#### Problem statement
State the number of lines in the records beneath that hold the word "VmRSS", and add nothing.

#### Stored data entries
=== Section Start ===
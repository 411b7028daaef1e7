//! Per-node metrics publisher
//!
//! Samples process statistics and the node's serving counters at a fixed
//! interval and publishes them as an ephemeral [`MetricsRecord`] under
//! `<root>/metrics/<node>`. Statistics the platform cannot provide are left
//! empty.

use std::sync::Arc;
use std::time::Duration;
use tokio::task::JoinHandle;
use tracing::{debug, warn};

use crate::models::{MetricValues, MetricsRecord, NodeId};
use crate::store::{ClusterLayout, ClusterStore, CreateMode, StoreExt};

/// USER_HZ on every mainstream Linux build
const CLOCK_TICKS_PER_SEC: u64 = 100;

/// Counters a monitored component exposes
pub trait MetricsSource: Send + Sync {
    fn open_shard_count(&self) -> u64;
    fn queries_served(&self) -> u64;
    fn uptime_secs(&self) -> u64;
}

/// Process statistics read from `/proc/self`
#[derive(Debug, Clone, Copy, Default, PartialEq, Eq)]
pub struct ProcessStats {
    pub resident_bytes: Option<u64>,
    pub virtual_bytes: Option<u64>,
    pub cpu_ticks: Option<u64>,
}

impl ProcessStats {
    /// Sample the current process; missing sources yield `None` fields
    pub fn sample() -> Self {
        let mut stats = std::fs::read_to_string("/proc/self/status")
            .map(|s| parse_status(&s))
            .unwrap_or_default();
        stats.cpu_ticks = std::fs::read_to_string("/proc/self/stat")
            .ok()
            .and_then(|s| parse_cpu_ticks(&s));
        stats
    }
}

/// Parse `VmRSS` and `VmSize` out of `/proc/<pid>/status`
fn parse_status(content: &str) -> ProcessStats {
    let mut stats = ProcessStats::default();
    for line in content.lines() {
        let Some((key, value)) = line.split_once(':') else {
            continue;
        };
        let number = value
            .split_whitespace()
            .next()
            .and_then(|n| n.parse::<u64>().ok());
        match key {
            "VmRSS" => stats.resident_bytes = number.map(|kb| kb * 1024),
            "VmSize" => stats.virtual_bytes = number.map(|kb| kb * 1024),
            _ => {}
        }
    }
    stats
}

/// utime + stime from `/proc/<pid>/stat`
fn parse_cpu_ticks(content: &str) -> Option<u64> {
    // The command name may contain spaces; fields restart after the last ')'
    let rest = &content[content.rfind(')')? + 1..];
    let fields: Vec<&str> = rest.split_whitespace().collect();
    // fields[0] is the state (field 3); utime and stime are fields 14 and 15
    let utime: u64 = fields.get(11)?.parse().ok()?;
    let stime: u64 = fields.get(12)?.parse().ok()?;
    Some(utime + stime)
}

/// Build the record published for `node`
pub fn collect(node: &NodeId, source: &dyn MetricsSource) -> MetricsRecord {
    let process = ProcessStats::sample();
    MetricsRecord::new(
        node.clone(),
        MetricValues {
            resident_bytes: process.resident_bytes,
            virtual_bytes: process.virtual_bytes,
            cpu_time_ms: process.cpu_ticks.map(|t| t * 1000 / CLOCK_TICKS_PER_SEC),
            open_shards: Some(source.open_shard_count()),
            queries_served: Some(source.queries_served()),
            uptime_secs: Some(source.uptime_secs()),
        },
    )
}

/// Publish metrics for `node` every `interval` until the task is aborted
pub fn start_monitor(
    store: Arc<dyn ClusterStore>,
    layout: ClusterLayout,
    node: NodeId,
    interval: Duration,
    source: Arc<dyn MetricsSource>,
) -> JoinHandle<()> {
    tokio::spawn(async move {
        let path = layout.node_metrics(&node);
        let mut ticker = tokio::time::interval(interval);
        ticker.set_missed_tick_behavior(tokio::time::MissedTickBehavior::Delay);
        let mut failing = false;
        loop {
            ticker.tick().await;
            let record = collect(&node, source.as_ref());
            match store
                .upsert_record(&path, &record, CreateMode::Ephemeral)
                .await
            {
                Ok(()) => {
                    if failing {
                        debug!(node = %node, "Metrics publishing recovered");
                    }
                    failing = false;
                }
                Err(e) => {
                    // Log once per outage
                    if !failing {
                        warn!(node = %node, error = %e, "Failed to publish node metrics");
                    }
                    failing = true;
                }
            }
        }
    })
}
=== Section End ===
#### The answer
2